Ich sehe zumindest Möglichkeiten für eine verbesserte Auswertung von mütterlichen Sterbefällen im Rahmen der Qualitätssicherung Geburtshilfe. Ende April 2006 war ich von der Bundesgeschäftsstelle Qualitätssicherung (BQS), Düsseldorf, zu einem Vortrag „Risikomerkmal mütterlicher Sterbefall im stationären Bereich der Geburtshilfe, Zahlen, Fakten, Nutzen.“ eingeladen. Wenn bei allen von der Qualitätssicherung Geburtshilfe erfassten mütterlichen Sterbefällen im stationären Bereich der Geburtshilfe zunächst auf Länderebene strukturierte Gespräche nach bundeseinheitlichen Gesichtspunkten durchgeführt würden, wäre eine zentrale Auswertung dieser Daten durch die BQS möglich. Damit würden pro Jahr Einzelheiten von circa 30 bis 35 weiteren Müttersterbefällen in der Bundesrepublik bekannt und dies wäre ein erster Schritt in die richtige Richtung.

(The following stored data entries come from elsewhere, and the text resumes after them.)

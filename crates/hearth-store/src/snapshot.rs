//! Durable copy of the persisted store collections.
//!
//! Every top-level collection becomes one row of the `collections` table,
//! holding a JSON array sorted by id.

use std::collections::HashMap;

use chrono::Utc;
use rusqlite::params;
use serde::{Deserialize, Serialize};

use hearth_shared::models::{Channel, ChannelUnread, Emoji, Member, Message, Server, User, Webhook};
use hearth_shared::types::{ChannelId, MessageId, UserId};

use crate::database::Database;
use crate::error::{Result, StoreError};
use crate::store::EntityStore;

#[derive(Debug, Default, Clone, PartialEq, Serialize, Deserialize)]
pub struct Snapshot {
    #[serde(default)]
    pub users: Vec<User>,
    #[serde(default)]
    pub servers: Vec<Server>,
    #[serde(default)]
    pub channels: Vec<Channel>,
    #[serde(default)]
    pub members: Vec<Member>,
    #[serde(default)]
    pub messages: Vec<Message>,
    #[serde(default)]
    pub channel_messages: Vec<(ChannelId, Vec<MessageId>)>,
    #[serde(default)]
    pub emojis: Vec<Emoji>,
    #[serde(default)]
    pub webhooks: Vec<Webhook>,
    #[serde(default)]
    pub unreads: Vec<ChannelUnread>,
    #[serde(default)]
    pub current_user: Option<UserId>,
}

fn sorted<K: Ord, V: Clone>(map: &HashMap<K, V>) -> Vec<V> {
    let mut entries: Vec<(&K, &V)> = map.iter().collect();
    entries.sort_by(|a, b| a.0.cmp(b.0));
    entries.into_iter().map(|(_, v)| v.clone()).collect()
}

impl EntityStore {
    /// Copy of the persisted collections. Typing state and queued messages
    /// are left out.
    pub fn to_snapshot(&self) -> Snapshot {
        let mut channel_messages: Vec<(ChannelId, Vec<MessageId>)> = self
            .channel_messages
            .iter()
            .map(|(k, v)| (k.clone(), v.clone()))
            .collect();
        channel_messages.sort_by(|a, b| a.0.cmp(&b.0));

        Snapshot {
            users: sorted(&self.users),
            servers: sorted(&self.servers),
            channels: sorted(&self.channels),
            members: sorted(&self.members),
            messages: sorted(&self.messages),
            channel_messages,
            emojis: sorted(&self.emojis),
            webhooks: sorted(&self.webhooks),
            unreads: sorted(&self.unreads),
            current_user: self.current_user.clone(),
        }
    }

    pub fn from_snapshot(snapshot: Snapshot) -> Self {
        let mut store = EntityStore::new();
        store.users = snapshot.users.into_iter().map(|u| (u.id.clone(), u)).collect();
        store.servers = snapshot.servers.into_iter().map(|s| (s.id.clone(), s)).collect();
        store.channels = snapshot
            .channels
            .into_iter()
            .map(|c| (c.id().clone(), c))
            .collect();
        store.members = snapshot.members.into_iter().map(|m| (m.id.clone(), m)).collect();
        store.messages = snapshot.messages.into_iter().map(|m| (m.id.clone(), m)).collect();
        store.channel_messages = snapshot.channel_messages.into_iter().collect();
        store.emojis = snapshot.emojis.into_iter().map(|e| (e.id.clone(), e)).collect();
        store.webhooks = snapshot.webhooks.into_iter().map(|w| (w.id.clone(), w)).collect();
        store.unreads = snapshot.unreads.into_iter().map(|u| (u.id.clone(), u)).collect();
        store.current_user = snapshot.current_user;
        store
    }
}

impl Database {
    /// Write every collection of `snapshot` in one transaction.
    pub fn save_snapshot(&mut self, snapshot: &Snapshot) -> Result<()> {
        let collections = match serde_json::to_value(snapshot)? {
            serde_json::Value::Object(map) => map,
            _ => {
                return Err(StoreError::Json(serde::ser::Error::custom(
                    "snapshot is not a JSON object",
                )))
            }
        };
        let now = Utc::now().to_rfc3339();

        let tx = self.conn_mut().transaction()?;
        for (name, value) in &collections {
            tx.execute(
                "INSERT INTO collections (name, json, updated_at)
                 VALUES (?1, ?2, ?3)
                 ON CONFLICT(name) DO UPDATE SET json = excluded.json,
                                                 updated_at = excluded.updated_at",
                params![name, serde_json::to_string(value)?, now],
            )?;
        }
        tx.commit()?;

        tracing::debug!(collections = collections.len(), "snapshot saved");
        Ok(())
    }

    /// Read the persisted collections back. Missing rows become empty
    /// collections; a row that fails to decode is an error.
    pub fn load_snapshot(&self) -> Result<Snapshot> {
        let mut stmt = self.conn().prepare("SELECT name, json FROM collections")?;
        let rows = stmt.query_map([], |row| {
            Ok((row.get::<_, String>(0)?, row.get::<_, String>(1)?))
        })?;

        let mut collections = serde_json::Map::new();
        for row in rows {
            let (name, json) = row?;
            collections.insert(name, serde_json::from_str(&json)?);
        }
        Ok(serde_json::from_value(serde_json::Value::Object(collections))?)
    }

    /// Load the last saved store, or an empty one if nothing usable is on
    /// disk. Never fails.
    pub fn load_store(&self) -> EntityStore {
        match self.load_snapshot() {
            Ok(snapshot) => {
                tracing::info!(
                    users = snapshot.users.len(),
                    servers = snapshot.servers.len(),
                    channels = snapshot.channels.len(),
                    messages = snapshot.messages.len(),
                    "restored cached store"
                );
                EntityStore::from_snapshot(snapshot)
            }
            Err(e) => {
                tracing::warn!(error = %e, "cached store unreadable, starting empty");
                EntityStore::new()
            }
        }
    }

    pub fn clear_snapshot(&self) -> Result<()> {
        self.conn().execute("DELETE FROM collections", [])?;
        Ok(())
    }
}

#[cfg(test)]
mod tests {
    use hearth_shared::models::{Presence, Role, SystemMessage, UserStatus};
    use hearth_shared::permissions::{Overwrite, Permissions};
    use hearth_shared::types::{EmojiId, RoleId, ServerId};

    use super::*;
    use crate::store::tests::{member, message, server, text_channel, user};

    fn populated() -> EntityStore {
        let mut store = EntityStore::new();
        let mut me = user("me");
        me.display_name = Some("Me".into());
        me.status = Some(UserStatus {
            text: Some("around".into()),
            presence: Some(Presence::Idle),
        });
        store.put_user(me);
        store.set_current_user(UserId::from("me"));

        let mut s = server("s1", "me", &["c1"]);
        s.roles = Some(HashMap::from([(
            RoleId::from("r1"),
            Role {
                name: "mod".into(),
                overwrite: Overwrite::new(Permissions::MANAGE_MESSAGES, Permissions::empty()),
                colour: Some("#ff0000".into()),
                hoist: true,
                rank: 1,
            },
        )]));
        store.put_server(s);
        store.put_channel(text_channel("c1", "s1"));
        let mut m = member("s1", "me");
        m.roles = Some(vec![RoleId::from("r1")]);
        store.put_member(m);

        let mut msg = message("01", "c1", "me");
        msg.add_reaction(EmojiId::from("e1"), UserId::from("me"));
        msg.system = Some(SystemMessage::UserJoined {
            id: UserId::from("me"),
        });
        store.insert_message(msg);
        store.ack(&ChannelId::from("c1"), &UserId::from("me"), &MessageId::from("01"));
        store
    }

    #[test]
    fn test_round_trip_through_sqlite() {
        let dir = tempfile::tempdir().unwrap();
        let mut db = Database::open_in(dir.path()).unwrap();
        let store = populated();

        db.save_snapshot(&store.to_snapshot()).unwrap();
        drop(db);

        let db = Database::open_in(dir.path()).unwrap();
        let restored = db.load_store();
        assert_eq!(restored, store.without_ephemeral());
        assert_eq!(
            restored
                .server(&ServerId::from("s1"))
                .and_then(|s| s.role(&RoleId::from("r1")))
                .and_then(|r| r.colour.as_deref()),
            Some("#ff0000")
        );
    }

    #[test]
    fn test_corrupt_collection_fails_soft() {
        let mut db = Database::open_in_memory().unwrap();
        db.save_snapshot(&populated().to_snapshot()).unwrap();
        db.conn()
            .execute(
                "UPDATE collections SET json = '{not json' WHERE name = 'users'",
                [],
            )
            .unwrap();

        assert!(db.load_snapshot().is_err());
        assert_eq!(db.load_store(), EntityStore::new());
    }

    #[test]
    fn test_empty_database_loads_empty_store() {
        let db = Database::open_in_memory().unwrap();
        assert_eq!(db.load_store(), EntityStore::new());
    }

    #[test]
    fn test_clear_snapshot_removes_rows() {
        let mut db = Database::open_in_memory().unwrap();
        db.save_snapshot(&populated().to_snapshot()).unwrap();
        db.clear_snapshot().unwrap();
        assert_eq!(db.load_store(), EntityStore::new());
    }
}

Herr Prof. Dr. Welsch, vielen herzlichen Dank für dieses Gespräch!



Der Interviewte

Dr. med. Hermann Welsch, Univ. Prof. i.R., ist Facharzt für Frauenheilkunde und Geburtshilfe. 1969 habiliterte er zur Prophylaxe der gestationsbedingten Rhesus-Sensibilisierung. 1970 wurde er Leitender Oberarzt, 1975 apl. Professor. Sein klinischer Schwerpunkt liegt auf der Geburtshilfe. Von 1979 bis 1992 war er tätig an der Klinik und Poliklinik für Frauenheilkunde und Geburtshilfe, Klinikum der Universität München-Großhadern. Seit 1983 führt er im Auftrag der Bayerischen Gesellschaft für Geburtshilfe und Frauenheilkunde (BGGF) landesweite Einzelfalluntersuchungen bei Müttersterbefällen bei möglichst allen Müttersterbefällen in Bayern – anfangs gemeinsam mit Prof. Krone, Bamberg, seit 2004 mit Prof. Wischnik, Augsburg. Derzeit einziges landesweites Projekt zur Müttersterblichkeit in Deutschland. 2004 Verleihung der Ehrenmitgliedschaft der BGGF. 2006 Einladung zum Referat „Letalität der Geburt 1983 – 2005“ (Risiken von Spontangeburt und Schnittentbindung im Spiegel weiter steigender Sektioraten) beim 56. Kongreß der Deutschen Gesellschaft für Gynäkologie und Geburtshilfe in Berlin.


Die Autorin

Katja Baumgarten ist Hebamme, Filmemacherin und Journalistin in Hannover. Sie ist als Mitglied der Redaktion und als Fachbeirätin für die Deutsche Hebammen Zeitschrift tätig.